Take a look by yourself. The product they're "reviewing" is clearly non functioning e-waste, yet they don't say it to make the advertiser happy.

This is a program dedicated to influencers, not reviewers. The verge, Engadget, marques, Mr mobile, they didn't sign this contract. If Google believes that the outlet is legit, they give the review device for free without the sponsorship contract.

Edit for clarity as I didn't add a paragraph between this sentence:

When the influencer that got the free phone under this ad campaign shows the phone on camera they need to flag the post with #giftfromgoogle and #teampixel - you can use that as a hint that the review is biased

[–] [email protected] 1 points 2 months ago (1 children)

This is a program dedicated to influencers, not reviewers.

Corrected.

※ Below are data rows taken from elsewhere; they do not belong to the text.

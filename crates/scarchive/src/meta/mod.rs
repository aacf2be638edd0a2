// SPDX-License-Identifier: Apache-2.0 OR MIT
// Copyright (c) 2025-2026 naskel.com

//! Reflective property descriptions.
//!
//! Every serializable class exposes a static [`MetaObject`]: an ordered list
//! of [`MetaProperty`] descriptors plus a link to the base class description.
//! Properties carry bound accessors, so generic code can read and write any
//! field by name through [`Value`] without knowing the concrete type.
//!
//! # Example
//!
//! ```rust
//! use scarchive::datamodel::RealQuantity;
//! use scarchive::meta::Value;
//! use scarchive::object::Class;
//!
//! let meta = RealQuantity::meta_object();
//! let mut quantity = RealQuantity::new(4.5);
//!
//! meta.write(&mut quantity, "uncertainty", Value::from(0.25f64)).unwrap();
//! assert_eq!(meta.read(&quantity, "value").unwrap(), Value::from(4.5f64));
//! assert_eq!(
//!     meta.property("uncertainty").unwrap().read_string(&quantity).unwrap(),
//!     "0.25"
//! );
//! ```

mod enumeration;
mod object;
mod property;
mod value;

#[cfg(test)]
mod tests;

pub use enumeration::{EnumType, MetaEnum};
pub use object::MetaObject;
pub use property::{MetaProperty, PropertyFlags, PropertyValue};
pub use value::{
    format_time, parse_bool, parse_time, Complex, FromValue, IntoValue, Scalar, Time, Value,
    ValueKind, ValueType,
};

use std::fmt;

/// Errors raised by property access.
#[derive(Debug, Clone, PartialEq)]
pub enum MetaError {
    PropertyNotFound(String),
    TypeMismatch { expected: String, got: String },
    NotAnArray(String),
    IndexOutOfBounds { index: usize, len: usize },
    InvalidOperation(String),
}

impl fmt::Display for MetaError {
    fn fmt(&self, f: &mut fmt::Formatter<'_>) -> fmt::Result {
        match self {
            Self::PropertyNotFound(name) => write!(f, "Property not found: {}", name),
            Self::TypeMismatch { expected, got } => {
                write!(f, "Type mismatch: expected {}, got {}", expected, got)
            }
            Self::NotAnArray(name) => write!(f, "Property is not an array: {}", name),
            Self::IndexOutOfBounds { index, len } => {
                write!(f, "Index out of bounds: {} >= {}", index, len)
            }
            Self::InvalidOperation(msg) => write!(f, "Invalid operation: {}", msg),
        }
    }
}

impl std::error::Error for MetaError {}
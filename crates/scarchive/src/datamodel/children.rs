// SPDX-License-Identifier: Apache-2.0 OR MIT
// Copyright (c) 2025-2026 naskel.com

//! Link bookkeeping shared by the typed child containers.
//!
//! Validation (parent already set, duplicate index or publicID) stays with
//! each owner; these helpers only perform the accepted change.

use crate::object::{
    notify_added, notify_removed, NotifierCreator, Object, ObjectCore, ObjectRef, ObjectType,
    Operation, PublicObjectCore,
};
use parking_lot::RwLock;
use std::sync::Arc;

/// Owner side of a container: its core and its publicID.
pub(crate) struct Owner<'a> {
    pub core: &'a ObjectCore,
    pub public_id: &'a str,
}

impl<'a> Owner<'a> {
    pub fn new(core: &'a ObjectCore, public: &'a PublicObjectCore) -> Self {
        Self {
            core,
            public_id: public.public_id(),
        }
    }
}

/// Append `child`, link it to the owner and announce the subtree.
pub(crate) fn adopt<T: ObjectType>(
    owner: Owner<'_>,
    list: &mut Vec<Arc<RwLock<T>>>,
    child: Arc<RwLock<T>>,
) {
    let handle = ObjectRef::new(child.clone());
    child
        .write()
        .core_mut()
        .set_parent(owner.core.weak_this().cloned());
    list.push(child);

    let registry = owner.core.registry();
    if registry.notifiers().is_enabled() {
        let mut creator = NotifierCreator::new(registry.clone(), Operation::Add)
            .with_root_parent(handle.key(), owner.public_id);
        handle.accept(&mut creator);
    }
    notify_added(owner.core.key(), &handle);
}

/// Unlink and drop the child at `index`.
///
/// Public children announce their whole subtree; non-public ones a single
/// removal.
pub(crate) fn release<T: ObjectType>(
    owner: Owner<'_>,
    list: &mut Vec<Arc<RwLock<T>>>,
    index: usize,
) -> bool {
    let Some(child) = list.get(index).cloned() else {
        return false;
    };
    let handle = ObjectRef::new(child.clone());

    let registry = owner.core.registry();
    if registry.notifiers().is_enabled() {
        if child.read().public_core().is_some() {
            let mut creator = NotifierCreator::new(registry.clone(), Operation::Remove)
                .with_root_parent(handle.key(), owner.public_id);
            handle.accept(&mut creator);
        } else {
            registry
                .notifiers()
                .create(owner.public_id, Operation::Remove, &handle);
        }
    }

    child.write().core_mut().set_parent(None);
    notify_removed(owner.core.key(), &handle);
    list.remove(index);
    true
}

/// Position of `child` in the owner's list, after checking that the owner
/// is its parent.
pub(crate) fn position_of<T: ObjectType>(
    owner: &ObjectCore,
    list: &[Arc<RwLock<T>>],
    child: &Arc<RwLock<T>>,
    context: &str,
) -> Option<usize> {
    if child.read().core().parent_key() != Some(owner.key()) {
        log::error!("{} -> element has another parent", context);
        return None;
    }
    let position = list.iter().position(|item| Arc::ptr_eq(item, child));
    if position.is_none() {
        log::error!(
            "{} -> child object has not been found although the parent pointer matches",
            context
        );
    }
    position
}

/// True when `object` is the value stored behind `cell`.
pub(crate) fn is_same<T: ObjectType>(cell: &Arc<RwLock<T>>, object: &dyn Object) -> bool {
    std::ptr::addr_eq(cell.data_ptr(), object as *const dyn Object)
}

/// Copy `source` into the child `target` and announce the update under the
/// owner's publicID.
pub(crate) fn update_in_place<T: ObjectType>(
    owner_id: &str,
    target: &Arc<RwLock<T>>,
    source: &dyn Object,
) -> bool {
    if is_same(target, source) {
        return true;
    }
    if !target.write().assign(source) {
        return false;
    }
    ObjectRef::new(target.clone()).update_below(owner_id);
    true
}

/// Clear the back links of every child. Used when the owner goes away.
pub(crate) fn orphan_all<T: ObjectType>(list: &[Arc<RwLock<T>>]) {
    for child in list {
        child.write().core_mut().set_parent(None);
    }
}
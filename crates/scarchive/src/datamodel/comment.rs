// SPDX-License-Identifier: Apache-2.0 OR MIT
// Copyright (c) 2025-2026 naskel.com

use super::{version_supported, CreationInfo, Origin, Pick};
use crate::archive::{Archive, Hint};
use crate::meta::{MetaObject, MetaProperty, Time};
use crate::object::{
    object_meta, BaseObject, Class, Object, ObjectCore, ObjectRef, ObjectRegistry, ObjectType,
    OBJECT_TYPE,
};
use crate::rtti::Rtti;
use parking_lot::RwLock;
use std::any::Any;
use std::sync::{Arc, OnceLock};

pub static COMMENT_TYPE: Rtti = Rtti::new("Comment", Some(&OBJECT_TYPE));

/// Composite index of a [`Comment`] within its parent.
#[derive(Debug, Clone, Default, PartialEq, Eq, Hash)]
pub struct CommentIndex {
    pub id: String,
}

impl CommentIndex {
    pub fn new(id: &str) -> Self {
        Self { id: id.to_string() }
    }
}

#[derive(Debug, Clone, Default, PartialEq)]
struct Attributes {
    text: String,
    start: Option<Time>,
    end: Option<Time>,
    creation_info: Option<CreationInfo>,
}

/// Free text note attached to a pick or an origin.
pub struct Comment {
    core: ObjectCore,
    index: CommentIndex,
    attrs: Attributes,
}

impl Comment {
    /// New detached comment.
    pub fn with_id(registry: &Arc<ObjectRegistry>, id: &str, text: &str) -> Arc<RwLock<Self>> {
        let comment = Self::instantiate(registry);
        {
            let mut guard = comment.write();
            guard.index.id = id.to_string();
            guard.attrs.text = text.to_string();
        }
        comment
    }

    pub fn index(&self) -> &CommentIndex {
        &self.index
    }

    pub fn id(&self) -> &str {
        &self.index.id
    }

    pub fn set_id(&mut self, id: &str) {
        self.index.id = id.to_string();
    }

    pub fn text(&self) -> &str {
        &self.attrs.text
    }

    pub fn set_text(&mut self, text: &str) {
        self.attrs.text = text.to_string();
    }

    pub fn start(&self) -> Option<Time> {
        self.attrs.start
    }

    pub fn set_start(&mut self, start: Option<Time>) {
        self.attrs.start = start;
    }

    pub fn end(&self) -> Option<Time> {
        self.attrs.end
    }

    pub fn set_end(&mut self, end: Option<Time>) {
        self.attrs.end = end;
    }

    pub fn creation_info(&self) -> Option<&CreationInfo> {
        self.attrs.creation_info.as_ref()
    }

    pub fn set_creation_info(&mut self, info: Option<CreationInfo>) {
        self.attrs.creation_info = info;
    }
}

impl BaseObject for Comment {
    fn rtti(&self) -> &'static Rtti {
        &COMMENT_TYPE
    }

    fn meta(&self) -> &'static MetaObject {
        Self::meta_object()
    }

    fn serialize(&mut self, ar: &mut dyn Archive) {
        if !version_supported(ar, "Comment") {
            return;
        }
        ar.field("text", &mut self.attrs.text, Hint::NONE.element().mandatory());
        ar.field("id", &mut self.index.id, Hint::NONE.element().index());
        if ar.supports_version(0, 10) {
            ar.field("start", &mut self.attrs.start, Hint::NONE.element().split_time());
            ar.field("end", &mut self.attrs.end, Hint::NONE.element().split_time());
        }
        ar.field(
            "creationInfo",
            &mut self.attrs.creation_info,
            Hint::NONE.static_type().element(),
        );
    }

    fn clone_box(&self) -> Box<dyn BaseObject> {
        Box::new(Self {
            core: ObjectCore::detached(self.core.registry()),
            index: self.index.clone(),
            attrs: self.attrs.clone(),
        })
    }

    fn equals(&self, other: &dyn BaseObject) -> bool {
        other
            .as_any()
            .downcast_ref::<Self>()
            .is_some_and(|other| self.index == other.index && self.attrs == other.attrs)
    }

    fn as_any(&self) -> &dyn Any {
        self
    }

    fn as_any_mut(&mut self) -> &mut dyn Any {
        self
    }
}

impl Class for Comment {
    fn type_info() -> &'static Rtti {
        &COMMENT_TYPE
    }

    fn meta_object() -> &'static MetaObject {
        static META: OnceLock<MetaObject> = OnceLock::new();
        META.get_or_init(|| {
            MetaObject::new(&COMMENT_TYPE, Some(object_meta()))
                .with_property(
                    MetaProperty::simple::<Self, String>(
                        "text",
                        "string",
                        |c| c.attrs.text.clone(),
                        |c, v| c.attrs.text = v,
                    )
                    .with_hint(Hint::NONE.element().mandatory()),
                )
                .with_property(
                    MetaProperty::simple::<Self, String>(
                        "id",
                        "string",
                        |c| c.index.id.clone(),
                        |c, v| c.index.id = v,
                    )
                    .index()
                    .with_hint(Hint::NONE.element().index()),
                )
                .with_property(
                    MetaProperty::simple::<Self, Option<Time>>(
                        "start",
                        "datetime",
                        |c| c.attrs.start,
                        |c, v| c.attrs.start = v,
                    )
                    .with_hint(Hint::NONE.element().split_time()),
                )
                .with_property(
                    MetaProperty::simple::<Self, Option<Time>>(
                        "end",
                        "datetime",
                        |c| c.attrs.end,
                        |c, v| c.attrs.end = v,
                    )
                    .with_hint(Hint::NONE.element().split_time()),
                )
                .with_property(
                    MetaProperty::simple::<Self, Option<CreationInfo>>(
                        "creationInfo",
                        "CreationInfo",
                        |c| c.attrs.creation_info.clone(),
                        |c, v| c.attrs.creation_info = v,
                    )
                    .with_hint(Hint::NONE.static_type().element()),
                )
        })
    }
}

impl Object for Comment {
    fn core(&self) -> &ObjectCore {
        &self.core
    }

    fn core_mut(&mut self) -> &mut ObjectCore {
        &mut self.core
    }

    fn assign(&mut self, other: &dyn Object) -> bool {
        let Some(other) = other.as_any().downcast_ref::<Self>() else {
            return false;
        };
        self.index = other.index.clone();
        self.attrs = other.attrs.clone();
        true
    }

    fn index_matches(&self, other: &dyn Object) -> bool {
        other
            .as_any()
            .downcast_ref::<Self>()
            .is_some_and(|other| self.index == other.index)
    }
}

/// Classes owning a comment container.
enum Holder {
    Pick(Arc<RwLock<Pick>>),
    Origin(Arc<RwLock<Origin>>),
}

impl Holder {
    fn of(parent: &ObjectRef) -> Option<Self> {
        if let Some(pick) = parent.downcast::<Pick>() {
            return Some(Self::Pick(pick));
        }
        parent.downcast::<Origin>().map(Self::Origin)
    }
}

impl ObjectType for Comment {
    fn instantiate(registry: &Arc<ObjectRegistry>) -> Arc<RwLock<Self>> {
        Arc::new_cyclic(|this| {
            RwLock::new(Self {
                core: ObjectCore::new::<Self>(registry, this),
                index: CommentIndex::default(),
                attrs: Attributes::default(),
            })
        })
    }

    fn attach_to(this: &Arc<RwLock<Self>>, parent: &ObjectRef) -> bool {
        match Holder::of(parent) {
            Some(Holder::Pick(pick)) => pick.write().add_comment(this.clone()),
            Some(Holder::Origin(origin)) => origin.write().add_comment(this.clone()),
            None => {
                log::error!("Comment::attach_to({}) -> wrong class type", parent.class_name());
                false
            }
        }
    }

    fn detach_from(this: &Arc<RwLock<Self>>, parent: &ObjectRef) -> bool {
        let Some(holder) = Holder::of(parent) else {
            log::error!("Comment::detach_from({}) -> wrong class type", parent.class_name());
            return false;
        };
        // A copy of the child is removed by index from the parent.
        let (linked, index) = {
            let guard = this.read();
            (guard.core.parent_key() == Some(parent.key()), guard.index.clone())
        };
        match holder {
            Holder::Pick(pick) => {
                let mut pick = pick.write();
                if linked {
                    pick.remove_comment(this)
                } else {
                    pick.remove_comment_by_index(&index)
                }
            }
            Holder::Origin(origin) => {
                let mut origin = origin.write();
                if linked {
                    origin.remove_comment(this)
                } else {
                    origin.remove_comment_by_index(&index)
                }
            }
        }
    }
}

#[cfg(test)]
mod tests {
    use super::*;
    use crate::datamodel::EventParameters;

    #[test]
    fn test_attach_and_detach_through_handles() {
        let registry = ObjectRegistry::new();
        let origin = Origin::create_with_id(&registry, "o").expect("origin");
        let comment = ObjectRef::new(Comment::with_id(&registry, "c", "text"));
        let parent = ObjectRef::new(origin.clone());

        assert!(comment.attach_to(&parent));
        assert_eq!(origin.read().comment_count(), 1);
        assert!(comment.parent().is_some_and(|p| p.ptr_eq(&parent)));

        assert!(comment.detach());
        assert_eq!(origin.read().comment_count(), 0);
        assert!(comment.parent().is_none());
        assert!(!comment.detach());
    }

    #[test]
    fn test_detach_copy_by_index() {
        let registry = ObjectRegistry::new();
        let pick = Pick::create_with_id(&registry, "p").expect("pick");
        assert!(pick.write().add_comment(Comment::with_id(&registry, "c", "one")));

        let copy = ObjectRef::new(Comment::with_id(&registry, "c", "two"));
        assert!(copy.detach_from(&ObjectRef::new(pick.clone())));
        assert_eq!(pick.read().comment_count(), 0);
    }

    #[test]
    fn test_wrong_parent_class() {
        let registry = ObjectRegistry::new();
        let ep = ObjectRef::new(EventParameters::create_with_id(&registry, "ep").expect("ep"));
        let comment = ObjectRef::new(Comment::with_id(&registry, "c", "text"));
        assert!(!comment.attach_to(&ep));
        assert!(!comment.detach_from(&ep));
    }

    #[test]
    fn test_assign_and_equality() {
        let registry = ObjectRegistry::new();
        let a = Comment::with_id(&registry, "c", "text");
        let b = Comment::with_id(&registry, "c", "other");
        assert!(!a.read().equals(&*b.read()));
        assert!(a.read().index_matches(&*b.read()));

        let source = b.read();
        assert!(a.write().assign(&*source));
        assert!(a.read().equals(&*source));

        let copy = a.read().clone_box();
        assert!(copy.equals(&*source));
        assert_eq!(copy.class_name(), "Comment");
    }
}
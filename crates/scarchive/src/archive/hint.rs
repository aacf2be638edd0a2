// SPDX-License-Identifier: Apache-2.0 OR MIT
// Copyright (c) 2025-2026 naskel.com

/// Per-call mapping hints.
///
/// Each flag is interpreted by the backends that care about it and ignored by
/// the others.
#[derive(Debug, Clone, Copy, Default, PartialEq, Eq, Hash)]
pub struct Hint {
    /// Concrete type known from context, no class name round-trip.
    pub static_type: bool,
    /// Do not descend into child containers.
    pub ignore_children: bool,
    /// XML: child element text instead of an attribute.
    pub xml_element: bool,
    /// XML: node content, written as CDATA.
    pub xml_cdata: bool,
    /// Always (de)serialize, even when empty.
    pub mandatory: bool,
    /// Database: children live in their own table.
    pub db_table: bool,
    /// Database: time stored as seconds plus a microseconds column.
    pub split_time: bool,
    /// Field is part of the composite index.
    pub index_attribute: bool,
}

impl Hint {
    pub const NONE: Hint = Hint {
        static_type: false,
        ignore_children: false,
        xml_element: false,
        xml_cdata: false,
        mandatory: false,
        db_table: false,
        split_time: false,
        index_attribute: false,
    };

    pub const fn static_type(mut self) -> Self {
        self.static_type = true;
        self
    }

    pub const fn ignore_children(mut self) -> Self {
        self.ignore_children = true;
        self
    }

    pub const fn element(mut self) -> Self {
        self.xml_element = true;
        self
    }

    pub const fn cdata(mut self) -> Self {
        self.xml_cdata = true;
        self
    }

    pub const fn mandatory(mut self) -> Self {
        self.mandatory = true;
        self
    }

    pub const fn db_table(mut self) -> Self {
        self.db_table = true;
        self
    }

    pub const fn split_time(mut self) -> Self {
        self.split_time = true;
        self
    }

    pub const fn index(mut self) -> Self {
        self.index_attribute = true;
        self
    }

    /// Union of both flag sets.
    pub const fn merge(self, other: Hint) -> Self {
        Hint {
            static_type: self.static_type | other.static_type,
            ignore_children: self.ignore_children | other.ignore_children,
            xml_element: self.xml_element | other.xml_element,
            xml_cdata: self.xml_cdata | other.xml_cdata,
            mandatory: self.mandatory | other.mandatory,
            db_table: self.db_table | other.db_table,
            split_time: self.split_time | other.split_time,
            index_attribute: self.index_attribute | other.index_attribute,
        }
    }

    /// Hint for a nested field: the field's own flags, keeping the
    /// archive-wide `ignore_children` of the current hint.
    pub const fn child_of(self, parent: Hint) -> Self {
        let mut hint = self;
        hint.ignore_children |= parent.ignore_children;
        hint
    }
}

#[cfg(test)]
mod tests {
    use super::*;

    #[test]
    fn test_builders_compose() {
        let hint = Hint::NONE.element().mandatory();
        assert!(hint.xml_element && hint.mandatory);
        assert!(!hint.static_type && !hint.xml_cdata);
        assert_eq!(Hint::default(), Hint::NONE);
    }

    #[test]
    fn test_child_keeps_ignore_children() {
        let archive = Hint::NONE.ignore_children().element();
        let field = Hint::NONE.static_type();
        let child = field.child_of(archive);
        assert!(child.ignore_children && child.static_type);
        assert!(!child.xml_element);
        assert_eq!(field.merge(archive), Hint::NONE.static_type().ignore_children().element());
    }
}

Thanks!

There are YouTube channels/instagrammers that exclusively review sponsored products.

I don't use instagram, and stick to the more reliable youtube channels. Didn't know this was a thing.

If Google believes that the outlet is legit, they give the review device for free without the sponsorship contract. When they talk good about the device they need to flag the post with #giftfromgoogle and #teampixel

This feels like one of those stories where one person misleads another without technically lying.

[–] [email protected] 2 points 2 months ago

I read your quote of my post and realized to have wrote in a way that's not clear. If someone gets sponsored to become a Pixel fanboy, needs to use those two hashtags

[–] chiliedogg 3 points 2 months ago

Advertisements should be explicit. You'll often see sponsored segments of videos when a YouTuber is talking about a product, where they explicitly say it's sponsored. These influences are being asked to treat the product preferential to other devices without being a sponsor.

Advertising is one thing. Asking people to advertise your product without revealing that it's an ad is something else.

[–] [email protected] 2 points 2 months ago

Found the Google employee

[–] [email protected] 1 points 2 months ago

For those considering to buy a Google product, remember project Nimbus.